• **Work required**:
Your response must be made up of each line in the data below that contains the string "CatalogApi".

------------------------------------------------------------

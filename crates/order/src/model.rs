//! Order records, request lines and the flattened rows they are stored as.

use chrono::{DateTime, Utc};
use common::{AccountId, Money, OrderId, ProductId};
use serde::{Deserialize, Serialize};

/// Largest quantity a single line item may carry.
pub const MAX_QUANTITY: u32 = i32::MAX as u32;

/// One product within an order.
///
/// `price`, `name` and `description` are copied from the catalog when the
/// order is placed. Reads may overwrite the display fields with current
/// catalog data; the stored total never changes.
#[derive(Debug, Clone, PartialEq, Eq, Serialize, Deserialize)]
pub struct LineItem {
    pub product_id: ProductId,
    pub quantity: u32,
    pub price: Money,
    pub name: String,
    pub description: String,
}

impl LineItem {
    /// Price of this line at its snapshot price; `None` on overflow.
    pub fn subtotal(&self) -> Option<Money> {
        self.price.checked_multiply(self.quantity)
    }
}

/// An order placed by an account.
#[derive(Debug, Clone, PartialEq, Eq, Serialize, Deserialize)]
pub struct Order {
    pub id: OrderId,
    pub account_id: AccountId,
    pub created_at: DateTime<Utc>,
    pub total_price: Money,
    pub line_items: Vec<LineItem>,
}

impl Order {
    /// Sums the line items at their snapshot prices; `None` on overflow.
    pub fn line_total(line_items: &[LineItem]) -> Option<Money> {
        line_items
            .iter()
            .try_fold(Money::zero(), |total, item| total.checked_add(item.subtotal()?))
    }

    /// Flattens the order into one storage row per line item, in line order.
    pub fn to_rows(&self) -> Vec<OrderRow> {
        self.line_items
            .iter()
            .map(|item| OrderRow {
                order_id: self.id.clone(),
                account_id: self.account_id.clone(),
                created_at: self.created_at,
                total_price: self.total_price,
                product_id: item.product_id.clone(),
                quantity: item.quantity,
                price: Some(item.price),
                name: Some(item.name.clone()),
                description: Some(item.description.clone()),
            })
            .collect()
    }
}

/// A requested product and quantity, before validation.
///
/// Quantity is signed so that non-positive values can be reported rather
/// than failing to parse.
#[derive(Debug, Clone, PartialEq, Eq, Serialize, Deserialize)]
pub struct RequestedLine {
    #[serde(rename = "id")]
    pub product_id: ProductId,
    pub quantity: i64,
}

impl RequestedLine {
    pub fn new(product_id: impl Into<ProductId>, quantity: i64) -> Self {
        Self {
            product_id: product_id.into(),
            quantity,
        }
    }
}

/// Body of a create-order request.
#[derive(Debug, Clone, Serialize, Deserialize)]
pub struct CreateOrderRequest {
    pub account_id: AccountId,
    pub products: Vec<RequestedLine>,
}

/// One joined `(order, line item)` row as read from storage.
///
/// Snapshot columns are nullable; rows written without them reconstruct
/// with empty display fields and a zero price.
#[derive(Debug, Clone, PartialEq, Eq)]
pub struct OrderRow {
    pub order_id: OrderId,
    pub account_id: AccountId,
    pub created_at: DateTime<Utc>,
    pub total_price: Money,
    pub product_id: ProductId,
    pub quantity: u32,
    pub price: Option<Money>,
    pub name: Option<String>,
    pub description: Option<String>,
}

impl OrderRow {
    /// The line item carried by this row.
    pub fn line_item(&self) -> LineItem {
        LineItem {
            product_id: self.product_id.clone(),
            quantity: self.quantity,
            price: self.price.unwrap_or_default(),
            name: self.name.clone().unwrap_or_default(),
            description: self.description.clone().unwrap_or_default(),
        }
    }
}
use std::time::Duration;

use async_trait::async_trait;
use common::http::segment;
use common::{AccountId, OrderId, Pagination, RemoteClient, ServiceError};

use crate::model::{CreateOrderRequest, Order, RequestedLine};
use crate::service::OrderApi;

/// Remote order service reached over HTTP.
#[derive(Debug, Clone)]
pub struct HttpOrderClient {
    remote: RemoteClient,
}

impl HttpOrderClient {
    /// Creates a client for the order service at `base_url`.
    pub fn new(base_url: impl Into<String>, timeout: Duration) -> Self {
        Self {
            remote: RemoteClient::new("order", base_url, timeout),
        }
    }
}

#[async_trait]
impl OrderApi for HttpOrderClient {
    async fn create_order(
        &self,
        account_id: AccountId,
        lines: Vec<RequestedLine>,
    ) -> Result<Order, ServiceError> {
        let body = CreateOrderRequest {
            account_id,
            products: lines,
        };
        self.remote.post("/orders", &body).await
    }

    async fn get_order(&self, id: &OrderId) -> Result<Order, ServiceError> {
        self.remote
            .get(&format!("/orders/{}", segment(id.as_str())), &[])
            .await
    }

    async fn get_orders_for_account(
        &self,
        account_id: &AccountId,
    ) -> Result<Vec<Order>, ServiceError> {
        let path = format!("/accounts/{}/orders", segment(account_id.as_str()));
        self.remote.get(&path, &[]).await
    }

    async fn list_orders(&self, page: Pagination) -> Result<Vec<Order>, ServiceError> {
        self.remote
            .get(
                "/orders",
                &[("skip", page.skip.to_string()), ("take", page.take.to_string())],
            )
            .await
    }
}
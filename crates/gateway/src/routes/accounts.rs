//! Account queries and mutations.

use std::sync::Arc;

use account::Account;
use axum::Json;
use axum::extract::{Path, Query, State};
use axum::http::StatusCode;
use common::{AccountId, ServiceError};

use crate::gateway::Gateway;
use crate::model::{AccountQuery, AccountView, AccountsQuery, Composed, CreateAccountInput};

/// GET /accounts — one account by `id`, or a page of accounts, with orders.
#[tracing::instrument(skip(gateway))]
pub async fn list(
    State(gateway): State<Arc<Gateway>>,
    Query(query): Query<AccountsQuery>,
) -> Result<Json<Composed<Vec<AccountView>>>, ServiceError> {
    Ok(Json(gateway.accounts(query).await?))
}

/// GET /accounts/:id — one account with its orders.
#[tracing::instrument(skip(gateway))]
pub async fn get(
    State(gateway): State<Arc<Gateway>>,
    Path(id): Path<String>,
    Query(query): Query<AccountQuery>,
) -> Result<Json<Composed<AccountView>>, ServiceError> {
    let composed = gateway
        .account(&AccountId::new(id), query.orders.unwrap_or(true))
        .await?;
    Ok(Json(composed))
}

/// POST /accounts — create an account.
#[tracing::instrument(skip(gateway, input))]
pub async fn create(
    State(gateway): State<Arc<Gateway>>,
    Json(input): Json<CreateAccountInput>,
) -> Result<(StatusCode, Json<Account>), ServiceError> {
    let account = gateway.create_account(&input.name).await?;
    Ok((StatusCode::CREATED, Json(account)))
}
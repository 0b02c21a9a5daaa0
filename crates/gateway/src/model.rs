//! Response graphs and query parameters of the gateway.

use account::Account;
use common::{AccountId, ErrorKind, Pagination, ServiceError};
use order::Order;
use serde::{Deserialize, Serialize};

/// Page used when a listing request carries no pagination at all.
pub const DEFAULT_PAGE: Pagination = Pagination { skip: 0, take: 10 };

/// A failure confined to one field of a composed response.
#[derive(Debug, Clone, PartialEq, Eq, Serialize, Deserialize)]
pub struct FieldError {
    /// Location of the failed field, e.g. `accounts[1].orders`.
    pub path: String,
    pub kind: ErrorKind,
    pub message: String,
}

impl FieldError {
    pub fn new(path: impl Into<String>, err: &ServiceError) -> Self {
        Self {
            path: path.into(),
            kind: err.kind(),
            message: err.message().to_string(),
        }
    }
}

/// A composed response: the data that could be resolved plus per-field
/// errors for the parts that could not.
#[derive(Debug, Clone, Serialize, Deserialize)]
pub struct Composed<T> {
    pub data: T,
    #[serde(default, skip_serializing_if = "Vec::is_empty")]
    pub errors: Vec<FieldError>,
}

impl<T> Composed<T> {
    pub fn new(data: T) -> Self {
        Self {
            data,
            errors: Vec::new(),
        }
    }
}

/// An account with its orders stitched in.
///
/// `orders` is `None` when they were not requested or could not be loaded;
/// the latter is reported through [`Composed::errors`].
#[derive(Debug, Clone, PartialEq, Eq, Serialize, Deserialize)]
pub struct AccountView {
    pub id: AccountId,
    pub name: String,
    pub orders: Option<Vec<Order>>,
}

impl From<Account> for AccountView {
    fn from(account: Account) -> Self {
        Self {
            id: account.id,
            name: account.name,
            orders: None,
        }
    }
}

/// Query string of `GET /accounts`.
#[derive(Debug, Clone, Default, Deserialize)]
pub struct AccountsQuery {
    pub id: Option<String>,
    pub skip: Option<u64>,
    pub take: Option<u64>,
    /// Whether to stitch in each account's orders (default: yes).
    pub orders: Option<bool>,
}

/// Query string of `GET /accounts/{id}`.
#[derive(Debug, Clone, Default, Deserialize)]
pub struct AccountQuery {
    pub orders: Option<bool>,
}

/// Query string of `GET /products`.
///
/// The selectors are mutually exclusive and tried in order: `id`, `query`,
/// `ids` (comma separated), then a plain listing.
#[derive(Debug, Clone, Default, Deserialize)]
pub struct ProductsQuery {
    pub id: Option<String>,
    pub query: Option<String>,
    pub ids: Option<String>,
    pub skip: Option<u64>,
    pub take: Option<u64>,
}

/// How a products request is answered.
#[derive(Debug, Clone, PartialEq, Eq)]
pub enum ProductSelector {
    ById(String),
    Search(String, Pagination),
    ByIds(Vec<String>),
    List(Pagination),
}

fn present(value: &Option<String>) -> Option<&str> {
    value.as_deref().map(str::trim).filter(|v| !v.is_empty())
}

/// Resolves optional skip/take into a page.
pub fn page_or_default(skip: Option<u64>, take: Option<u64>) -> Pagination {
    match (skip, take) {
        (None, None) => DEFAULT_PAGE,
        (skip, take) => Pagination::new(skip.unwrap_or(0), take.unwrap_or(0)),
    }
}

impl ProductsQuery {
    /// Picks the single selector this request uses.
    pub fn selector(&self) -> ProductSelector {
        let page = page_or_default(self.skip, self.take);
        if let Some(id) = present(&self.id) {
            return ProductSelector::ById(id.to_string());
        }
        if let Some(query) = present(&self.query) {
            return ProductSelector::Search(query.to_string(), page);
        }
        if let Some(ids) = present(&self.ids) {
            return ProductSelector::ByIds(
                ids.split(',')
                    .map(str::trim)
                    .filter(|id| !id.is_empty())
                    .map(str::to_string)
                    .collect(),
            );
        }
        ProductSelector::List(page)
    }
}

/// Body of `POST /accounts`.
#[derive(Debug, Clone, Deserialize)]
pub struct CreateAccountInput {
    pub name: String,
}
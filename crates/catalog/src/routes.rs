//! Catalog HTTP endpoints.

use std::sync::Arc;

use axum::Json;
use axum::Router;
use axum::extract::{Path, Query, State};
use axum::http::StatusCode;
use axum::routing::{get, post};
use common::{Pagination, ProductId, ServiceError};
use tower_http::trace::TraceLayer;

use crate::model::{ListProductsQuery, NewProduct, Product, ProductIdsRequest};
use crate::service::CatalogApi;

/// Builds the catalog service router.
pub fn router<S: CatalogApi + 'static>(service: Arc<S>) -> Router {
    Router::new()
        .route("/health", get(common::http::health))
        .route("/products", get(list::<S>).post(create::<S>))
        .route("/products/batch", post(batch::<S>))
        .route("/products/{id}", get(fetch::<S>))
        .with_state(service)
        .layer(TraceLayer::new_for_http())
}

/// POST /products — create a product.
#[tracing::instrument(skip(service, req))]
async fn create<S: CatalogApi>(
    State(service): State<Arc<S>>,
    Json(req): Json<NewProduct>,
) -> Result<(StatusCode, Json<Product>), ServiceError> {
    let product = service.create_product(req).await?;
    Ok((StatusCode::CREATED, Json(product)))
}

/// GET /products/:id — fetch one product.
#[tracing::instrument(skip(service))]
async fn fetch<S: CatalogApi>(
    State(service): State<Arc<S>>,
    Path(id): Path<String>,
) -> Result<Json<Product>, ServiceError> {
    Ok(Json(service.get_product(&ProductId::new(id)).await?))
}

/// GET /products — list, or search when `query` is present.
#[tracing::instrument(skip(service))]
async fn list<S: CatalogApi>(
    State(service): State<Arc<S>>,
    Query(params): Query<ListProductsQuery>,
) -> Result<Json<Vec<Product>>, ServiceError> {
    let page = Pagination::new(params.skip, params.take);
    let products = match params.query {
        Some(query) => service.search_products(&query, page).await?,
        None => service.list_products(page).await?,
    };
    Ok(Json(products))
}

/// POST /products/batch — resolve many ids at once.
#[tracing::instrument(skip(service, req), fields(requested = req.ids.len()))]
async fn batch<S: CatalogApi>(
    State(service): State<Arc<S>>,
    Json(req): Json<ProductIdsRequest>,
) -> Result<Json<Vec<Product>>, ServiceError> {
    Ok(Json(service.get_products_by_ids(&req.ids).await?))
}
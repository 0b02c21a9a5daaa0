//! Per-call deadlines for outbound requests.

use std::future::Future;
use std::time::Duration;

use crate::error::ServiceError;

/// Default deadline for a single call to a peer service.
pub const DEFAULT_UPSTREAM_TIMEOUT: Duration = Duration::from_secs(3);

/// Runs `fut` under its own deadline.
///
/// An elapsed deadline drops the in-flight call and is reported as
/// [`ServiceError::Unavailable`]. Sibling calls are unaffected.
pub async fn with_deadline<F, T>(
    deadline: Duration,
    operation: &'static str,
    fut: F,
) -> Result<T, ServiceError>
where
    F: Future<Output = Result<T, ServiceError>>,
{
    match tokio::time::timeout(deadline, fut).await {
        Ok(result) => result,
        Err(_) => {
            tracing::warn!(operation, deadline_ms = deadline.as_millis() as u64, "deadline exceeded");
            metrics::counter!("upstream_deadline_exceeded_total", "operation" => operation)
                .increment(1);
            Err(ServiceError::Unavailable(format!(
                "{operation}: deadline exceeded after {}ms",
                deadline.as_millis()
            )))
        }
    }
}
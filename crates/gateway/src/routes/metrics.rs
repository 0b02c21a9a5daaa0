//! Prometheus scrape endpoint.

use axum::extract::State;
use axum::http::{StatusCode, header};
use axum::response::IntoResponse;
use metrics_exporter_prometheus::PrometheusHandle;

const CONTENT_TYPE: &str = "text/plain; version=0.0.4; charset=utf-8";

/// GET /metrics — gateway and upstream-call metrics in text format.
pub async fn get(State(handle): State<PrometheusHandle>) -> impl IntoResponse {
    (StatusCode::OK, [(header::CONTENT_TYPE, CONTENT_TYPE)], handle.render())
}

------------------------------------------------------------

• **Problem solution**:
use crate::service::CatalogApi;
pub fn router<S: CatalogApi + 'static>(service: Arc<S>) -> Router {
async fn create<S: CatalogApi>(
async fn fetch<S: CatalogApi>(
async fn list<S: CatalogApi>(
async fn batch<S: CatalogApi>(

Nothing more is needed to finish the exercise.